Do these rules apply to older MKL versions? (2018/19/20)
Thanks for reaching out to us.
>>Is it possible to get different results between sequential and non-sequential versions (inputs are absolutely the same)?
We have tried executing a sample code using gemm operation (dgemm) and observed that the results are the same in both sequential and non-sequential versions.
The results are unaffected even while launching OMP_NUM_THREADS with different values like what you have mentioned in your query (OMP_NUM_THREADS=1,2,3..).
Below is the link from where we have taken the sample code.
If you have observed any differences in results, please do let us know. (provide us with a sample reproducer)
>>Do these rules apply to older MKL versions? (2018/19/20)

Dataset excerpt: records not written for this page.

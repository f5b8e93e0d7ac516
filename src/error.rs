use thiserror::Error;

#[derive(Error, Debug)]
pub enum GitshuError {
    #[error("Version {0} not found")]
    VersionNotFound(String),

    #[error("Failed to install GitShu {specifier}: {source}")]
    InstallError {
        specifier: String,
        #[source]
        source: Box<GitshuError>,
    },

    #[error("GitShu {0} is not installed")]
    NotInstalled(String),

    #[error("Command \"{name}\" doesn't exist, run \"gitshu help\" to list commands")]
    UnknownCommand { name: String, available: Vec<String> },

    #[error("Invalid link: {0}")]
    LinkError(String),

    #[error("No version matching \"{0}\" in the registry")]
    UnknownSpecifier(String),

    #[error("Failed to download from {url}: {source}")]
    DownloadFailed {
        url: String,
        source: reqwest::Error,
    },

    #[error("Registry returned {status} for {url}")]
    RegistryStatus { url: String, status: u16 },

    #[error("Checksum verification failed for {file}")]
    ChecksumMismatch { file: String },

    #[error("Failed to extract archive: {0}")]
    ExtractionFailed(String),

    #[error("Invalid GitShu package at {path}: {reason}")]
    InvalidPackage { path: String, reason: String },

    #[error("Command {name} failed with exit code {code}")]
    CommandFailed { name: String, code: i32 },

    #[error("Invalid arguments: {0}")]
    InvalidArguments(String),

    #[error("Configuration error: {0}")]
    ConfigError(String),

    #[error("IO error: {0}")]
    IoError(#[from] std::io::Error),

    #[error("JSON parse error: {0}")]
    JsonError(#[from] serde_json::Error),

    #[error("TOML parse error: {0}")]
    TomlError(#[from] toml::de::Error),

    #[error("HTTP request error: {0}")]
    RequestError(#[from] reqwest::Error),

    #[error("Archive error: {0}")]
    ZipError(#[from] zip::result::ZipError),
}

impl GitshuError {
    /// Wrap a lower-level failure that happened while installing `specifier`.
    pub fn install(specifier: &str, source: GitshuError) -> Self {
        match source {
            already @ GitshuError::InstallError { .. } => already,
            source => GitshuError::InstallError {
                specifier: specifier.to_string(),
                source: Box::new(source),
            },
        }
    }
}

pub type Result<T> = std::result::Result<T, GitshuError>;

#[cfg(test)]
mod tests {
    use super::*;

    #[test]
    fn test_install_error_wraps_once() {
        let inner = GitshuError::UnknownSpecifier("9.9.9".to_string());
        let wrapped = GitshuError::install("9.9.9", inner);
        let rewrapped = GitshuError::install("latest", wrapped);

        match rewrapped {
            GitshuError::InstallError { specifier, source } => {
                assert_eq!(specifier, "9.9.9");
                assert!(matches!(*source, GitshuError::UnknownSpecifier(_)));
            }
            other => panic!("unexpected error: {other:?}"),
        }
    }

    #[test]
    fn test_unknown_command_message() {
        let err = GitshuError::UnknownCommand {
            name: "serve".to_string(),
            available: vec!["build".to_string()],
        };
        assert!(err.to_string().contains("\"serve\""));
    }
}
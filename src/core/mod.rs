pub mod commands;
pub mod traits;
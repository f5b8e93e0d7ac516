use colored::*;
use std::path::{Path, PathBuf};

pub fn print_success(message: &str) {
    println!("{} {}", "✓".green().bold(), message);
}

pub fn print_error(message: &str) {
    eprintln!("{}", error_line(message));
}

fn error_line(message: &str) -> String {
    format!("{} {}", "✗".red().bold(), message.red())
}

pub fn print_warning(message: &str) {
    println!("{} {}", "⚠".yellow().bold(), message);
}

pub fn print_info(message: &str) {
    println!("{} {}", "ℹ".blue().bold(), message);
}

/// Expand `~` and make `input` absolute relative to `cwd`
pub fn expand_path(input: &str, cwd: &Path) -> PathBuf {
    let expanded = PathBuf::from(shellexpand::tilde(input).to_string());
    if expanded.is_absolute() {
        expanded
    } else {
        cwd.join(expanded)
    }
}
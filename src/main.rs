mod cli;
mod config;
mod core;
mod dispatch;
mod download;
mod error;
mod install;
mod lifecycle;
mod models;
mod pin;
mod registry;
mod resolver;
mod store;
mod utils;

use clap::Parser;
use cli::Cli;
use config::Config;
use error::GitshuError;
use lifecycle::Lifecycle;
use tracing_subscriber::{layer::SubscriberExt, util::SubscriberInitExt, EnvFilter};

#[tokio::main]
async fn main() {
    let mut lifecycle = Lifecycle::new();

    let cli = match Cli::try_parse() {
        Ok(cli) => cli,
        Err(e) => {
            let _ = e.print();
            let result: error::Result<()> = match cli::usage_failure(&e) {
                Some(failure) => Err(failure),
                None => Ok(()),
            };
            std::process::exit(lifecycle.finish(&result));
        }
    };

    let default_level = if cli.debug { "debug" } else { "warn" };
    tracing_subscriber::registry()
        .with(EnvFilter::try_from_default_env().unwrap_or_else(|_| EnvFilter::new(default_level)))
        .with(tracing_subscriber::fmt::layer().with_target(false))
        .init();

    let verbose = cli.debug || std::env::var_os("DEBUG").is_some();

    let result = match Config::load() {
        Ok(config) => cli.with_config(config).run(&mut lifecycle).await,
        Err(e) => Err(e),
    };

    let code = lifecycle.finish(&result);
    if let Err(e) = result {
        report(e, verbose);
    }

    std::process::exit(code);
}

fn report(error: GitshuError, verbose: bool) {
    eprintln!();
    utils::print_error(&error.to_string());

    if let GitshuError::UnknownCommand { available, .. } = &error {
        if !available.is_empty() {
            eprintln!("\nAvailable commands: {}", available.join(", "));
        }
    }

    if verbose {
        eprintln!("\n{:?}", anyhow::Error::from(error));
    }
}
use crate::error::Result;
use crate::models::{AvailableVersions, PackageArtifact};
use async_trait::async_trait;
use serde::{Deserialize, Serialize};
use std::collections::BTreeMap;
use std::path::Path;

/// Keyword flags forwarded to a command, e.g. `--log=debug` → `{"log": "debug"}`
pub type Flags = BTreeMap<String, serde_json::Value>;

/// Source of published GitShu versions
#[async_trait]
pub trait RegistryClient: Send + Sync {
    /// List published versions and dist-tags
    async fn list_available(&self) -> Result<AvailableVersions>;

    /// Download the package for an exact version
    async fn fetch_package(&self, version: &str) -> Result<PackageArtifact>;
}

/// Turns a downloaded artifact into an installed directory
pub trait Unpacker: Send + Sync {
    fn unpack(&self, artifact: &PackageArtifact, dest_dir: &Path) -> Result<()>;
}

/// Reads the per-directory version pin, if `dir` declares one
pub trait PinReader: Send + Sync {
    fn read_pin(&self, dir: &Path) -> Result<Option<String>>;
}

/// Option advertised by a command, shown by `gitshu help`
#[derive(Debug, Clone, Default, PartialEq, Serialize, Deserialize)]
#[serde(default)]
pub struct CommandOption {
    pub name: String,
    pub description: String,
    pub defaults: Option<serde_json::Value>,
    pub values: Vec<String>,
}

/// A command exposed by an installed GitShu version
#[async_trait]
pub trait ToolCommand: Send + Sync {
    fn name(&self) -> &str;

    fn description(&self) -> &str;

    fn options(&self) -> &[CommandOption] {
        &[]
    }

    /// Run with positional arguments and keyword flags, untouched
    async fn exec(&self, args: &[String], flags: &Flags) -> Result<serde_json::Value>;

    /// Run from a command line; `argv` is what followed the command name,
    /// `args`/`flags` the parsed view of it
    async fn run(
        &self,
        argv: &[String],
        args: &[String],
        flags: &Flags,
    ) -> Result<serde_json::Value> {
        let _ = argv;
        self.exec(args, flags).await
    }
}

We tested the same code with older versions as well but the results are unchanged.
Could you please let us know your environment details (OS &version, MKL version, Compiler)?
The answer by @VidyalathaB_Intel is not correct. There can be differences between sequential and multi-threaded versions. If you need bitwise reproducible results, please refer to the so called CNR mode present in oneMKL:
and strict CNR mode (which is what you need I believe, "strict" refers to the dependence on the number of threads)
So it turns out what you are asking about is what we in MKL call "conditional numerical reproducibility (CNR)", see https://software.intel.com/content/www/us/en/develop/articles/introduction-to-the-conditional-numeri.... It is not guaranteed in MKL for all optimized code paths, however there is an environment variable or API you can set/use in your application code that can enable it (essentially taking different code paths designed for this feature) and which can lead to results being consistent from run to run for a fixed number of threads being used. Documentation is here: https://software.intel.com/content/www/us/en/develop/documentation/onemkl-developer-reference-c/top/...
Additionally, there is a "Strict Conditional Numerical Reproducibility" mode for a subset of MKL APIs which allow for the number of threads to be changed and still get the exact same results. See https://software.intel.com/content/www/us/en/develop/documentation/onemkl-developer-reference-c/top/... for more details.
Thanks for the confirmation.
As the issue is resolved we are closing this thread. Please post a new question if you need any additional information from Intel as this thread will no longer be monitored.